We were somewhere around Barstow on the edge of the desert when the drugs began to take hold. I remember saying something like “I feel a bit lightheaded; maybe you should drive….” And suddenly there was a terrible roar all around us and the sky was full of what looked like huge bats, all swooping and screeching and diving around the car, which was going about a hundred miles an hour with the top down to Las Vegas. And a voice was screaming: `”Holy Jesus! What are these goddamn animals?”

Then it was quiet again. My attorney had taken his shirt off and was pouring beer on his chest, to facilitate the tanning process. “What the hell are you yelling about?” he muttered, staring up at the sun with his eyes closed and covered with wraparound Spanish sunglasses. “Never mind,” I said. “It’s your turn to drive.” I hit the brakes and aimed the Great Red Shark toward the shoulder of the highway. No point mentioning those bats, I thought. The poor bastard will see them soon enough.

It was almost noon, and we still had more than 100 miles to go. They would be tough miles. Very soon, I knew, we would both be completely twisted. But there was no going back, and no time to rest. We would have to ride it out. Press registration for the fabulous Mint 400 was already underway, and we had to get there by four to claim our soundproof suite. A fashionable sporting magazine in New York had taken care of the reservations, along with this huge red Chevy convertible we’d just rented off a lot on the Sunset Strip … and I was, after all, a professional journalist; so I had an obligation to cover the story, for good or ill.”

I can’t tell you how much I love that opening. In three paragraphs it gives you humor, conflict, danger, time and place, an element of mystery (bats? what bats?), and a bent worldview that lets us know we’re in for a wild ride. You also get the main characters – the author (a “professional journalist”) and his attorney (who turned out to be Oscar Zeta Acosta, though he was never named in the book for legal reasons).

At the same time, the passage is structured in much the same way that any non-fiction article is structured, by giving you the main point within three paragraphs. In this case, the main point arrives in Paragraph Three, telling you that these two drug-addled dudes are heading to Vegas to cover the Mint 400 race for a magazine. But you can bet that the race itself will end up being beside the point.

I’ve probably read “Fear and Loathing in Las Vegas” six or seven times, and I’ll probably read it a few more times before I die. I once went through a half-ass gonzo journalist stage myself, but gave it up because HST was the original and only one who could pull it off.

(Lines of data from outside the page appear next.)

//! Logging System
//!
//! Structured logging with `tracing`. A [`LoggingConfig`] section (from the
//! config file, with CLI flags folded in) picks the level, format and
//! destination; `TIERED_DATA_LOG*` environment variables win over both.
//! Logs go to stderr unless told otherwise so stdout stays free for command
//! output.

use crate::error::ApiError;
use serde::{Deserialize, Serialize};
use std::collections::BTreeMap;
use std::path::{Path, PathBuf};
use std::str::FromStr;
use std::sync::Mutex;
use tracing_subscriber::fmt::time::ChronoUtc;
use tracing_subscriber::fmt::writer::{BoxMakeWriter, MakeWriterExt};
use tracing_subscriber::{fmt, layer::SubscriberExt, util::SubscriberInitExt, EnvFilter, Registry};

const ENV_FILTER: &str = "TIERED_DATA_LOG";
const ENV_FORMAT: &str = "TIERED_DATA_LOG_FORMAT";
const ENV_OUTPUT: &str = "TIERED_DATA_LOG_OUTPUT";
const ENV_FILE: &str = "TIERED_DATA_LOG_FILE";
const ENV_MODULES: &str = "TIERED_DATA_LOG_MODULES";

const LOG_FILE_NAME: &str = "tiered-data.log";

/// Line format of emitted events.
#[derive(Debug, Clone, Copy, Default, PartialEq, Eq, Serialize, Deserialize)]
#[serde(rename_all = "lowercase")]
pub enum LogFormat {
    #[default]
    Text,
    Json,
}

impl FromStr for LogFormat {
    type Err = ApiError;

    fn from_str(s: &str) -> Result<Self, Self::Err> {
        match s.trim() {
            "text" => Ok(LogFormat::Text),
            "json" => Ok(LogFormat::Json),
            other => Err(ApiError::ConfigError(format!(
                "Invalid log format: {} (must be 'json' or 'text')",
                other
            ))),
        }
    }
}

/// Where events are written.
#[derive(Debug, Clone, Copy, Default, PartialEq, Eq, Serialize, Deserialize)]
pub enum LogOutput {
    #[serde(rename = "stdout")]
    Stdout,
    #[default]
    #[serde(rename = "stderr")]
    Stderr,
    #[serde(rename = "both")]
    Both,
    #[serde(rename = "file")]
    File,
    #[serde(rename = "file+stderr")]
    FileAndStderr,
}

impl LogOutput {
    pub fn writes_file(self) -> bool {
        matches!(self, LogOutput::File | LogOutput::FileAndStderr)
    }
}

impl FromStr for LogOutput {
    type Err = ApiError;

    fn from_str(s: &str) -> Result<Self, Self::Err> {
        match s.trim() {
            "stdout" => Ok(LogOutput::Stdout),
            "stderr" => Ok(LogOutput::Stderr),
            "both" => Ok(LogOutput::Both),
            "file" => Ok(LogOutput::File),
            "file+stderr" => Ok(LogOutput::FileAndStderr),
            other => Err(ApiError::ConfigError(format!(
                "Invalid log output: {} (expected stdout, stderr, both, file or file+stderr)",
                other
            ))),
        }
    }
}

/// `[logging]` section of the configuration.
#[derive(Debug, Clone, PartialEq, Eq, Serialize, Deserialize)]
pub struct LoggingConfig {
    /// `false` installs a subscriber that drops everything
    #[serde(default = "enabled_by_default")]
    pub enabled: bool,

    /// Base level directive: trace, debug, info, warn, error, off
    #[serde(default = "info_level")]
    pub level: String,

    #[serde(default)]
    pub format: LogFormat,

    #[serde(default)]
    pub output: LogOutput,

    /// Log file for the file outputs; platform state dir when unset
    #[serde(default, skip_serializing_if = "Option::is_none")]
    pub file: Option<PathBuf>,

    /// ANSI colors for text output on a terminal stream
    #[serde(default = "enabled_by_default")]
    pub color: bool,

    /// Per-target levels, e.g. `tiered_data::provider = "debug"`
    #[serde(default)]
    pub modules: BTreeMap<String, String>,
}

fn enabled_by_default() -> bool {
    true
}

fn info_level() -> String {
    "info".to_string()
}

impl Default for LoggingConfig {
    fn default() -> Self {
        Self {
            enabled: true,
            level: info_level(),
            format: LogFormat::default(),
            output: LogOutput::default(),
            file: None,
            color: true,
            modules: BTreeMap::new(),
        }
    }
}

/// Log file location: `TIERED_DATA_LOG_FILE`, then the configured path, then
/// `tiered-data.log` in the platform state (or local data) directory.
pub fn log_file_path(configured: Option<&Path>) -> Result<PathBuf, ApiError> {
    if let Some(path) = env_value(ENV_FILE) {
        return Ok(PathBuf::from(path));
    }
    if let Some(path) = configured.filter(|p| !p.as_os_str().is_empty()) {
        return Ok(path.to_path_buf());
    }
    let dirs = directories::ProjectDirs::from("", "", "tiered-data").ok_or_else(|| {
        ApiError::ConfigError("Could not determine a directory for the log file".to_string())
    })?;
    let dir = dirs.state_dir().unwrap_or_else(|| dirs.data_local_dir());
    Ok(dir.join(LOG_FILE_NAME))
}

/// Install the global subscriber.
///
/// Environment variables override the config, which already carries any CLI
/// flags. Returns an error if a subscriber is already installed.
pub fn init_logging(config: Option<&LoggingConfig>) -> Result<(), ApiError> {
    let defaults = LoggingConfig::default();
    let config = config.unwrap_or(&defaults);

    if !config.enabled {
        return Registry::default()
            .with(EnvFilter::new("off"))
            .try_init()
            .map_err(install_error);
    }

    let filter = env_filter(config)?;
    let format = match env_value(ENV_FORMAT) {
        Some(raw) => raw.parse()?,
        None => config.format,
    };
    let output = match env_value(ENV_OUTPUT) {
        Some(raw) => raw.parse()?,
        None => config.output,
    };
    let writer = make_writer(output, config.file.as_deref())?;
    let ansi = config.color && !output.writes_file();

    let subscriber = Registry::default().with(filter);
    let installed = match format {
        LogFormat::Json => subscriber
            .with(
                fmt::layer()
                    .json()
                    .with_target(true)
                    .with_timer(ChronoUtc::rfc_3339())
                    .with_writer(writer),
            )
            .try_init(),
        LogFormat::Text => subscriber
            .with(
                fmt::layer()
                    .with_target(true)
                    .with_timer(ChronoUtc::rfc_3339())
                    .with_ansi(ansi)
                    .with_writer(writer),
            )
            .try_init(),
    };
    installed.map_err(install_error)
}

fn install_error(e: impl std::fmt::Display) -> ApiError {
    ApiError::ConfigError(format!("Failed to install logger: {}", e))
}

fn env_value(name: &str) -> Option<String> {
    std::env::var(name).ok().filter(|v| !v.trim().is_empty())
}

fn make_writer(output: LogOutput, configured_file: Option<&Path>) -> Result<BoxMakeWriter, ApiError> {
    let writer = match output {
        LogOutput::Stdout => BoxMakeWriter::new(std::io::stdout),
        LogOutput::Stderr => BoxMakeWriter::new(std::io::stderr),
        LogOutput::Both => BoxMakeWriter::new(std::io::stdout.and(std::io::stderr)),
        LogOutput::File => BoxMakeWriter::new(Mutex::new(open_log_file(configured_file)?)),
        LogOutput::FileAndStderr => BoxMakeWriter::new(
            Mutex::new(open_log_file(configured_file)?).and(std::io::stderr),
        ),
    };
    Ok(writer)
}

fn open_log_file(configured: Option<&Path>) -> Result<std::fs::File, ApiError> {
    let path = log_file_path(configured)?;
    if let Some(parent) = path.parent() {
        std::fs::create_dir_all(parent)?;
    }
    Ok(std::fs::OpenOptions::new()
        .create(true)
        .append(true)
        .open(&path)?)
}

/// `TIERED_DATA_LOG` replaces everything; otherwise the base level plus
/// per-module directives from config and `TIERED_DATA_LOG_MODULES`.
fn env_filter(config: &LoggingConfig) -> Result<EnvFilter, ApiError> {
    if let Ok(filter) = EnvFilter::try_from_env(ENV_FILTER) {
        return Ok(filter);
    }
    if config.level == "off" {
        return Ok(EnvFilter::new("off"));
    }

    let from_env = env_value(ENV_MODULES).unwrap_or_default();
    let env_directives = from_env.split(',').filter_map(|pair| {
        pair.split_once('=')
            .map(|(target, level)| (target.trim().to_string(), level.trim().to_string()))
    });
    let configured = config
        .modules
        .iter()
        .map(|(target, level)| (target.clone(), level.clone()));

    configured
        .chain(env_directives)
        .try_fold(EnvFilter::new(&config.level), |filter, (target, level)| {
            let directive = format!("{}={}", target, level);
            let parsed = directive.parse().map_err(|e| {
                ApiError::ConfigError(format!("Invalid log directive '{}': {}", directive, e))
            })?;
            Ok(filter.add_directive(parsed))
        })
}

But one thing I did learn from him, and so many other writers and journalists, is the importance of crafting a good opening and then getting to the main point quickly. It’s a lesson every writer should learn and practice, whether they choose to use it or not.

Note: The photo is of a very young Hunter S. Thompson, pre-Gonzo, taken in Rio de Janeiro in 1962 by his photojournalist friend Bob Bone. I lifted it off the ozTypewriter blog.


  1. Agreed, Vance. You only get one chance to make a first impression. You should first figure out where the subject is going to “settle” before considering how to introduce it, and then make the reader feel like it is a journey worth taking to that destination.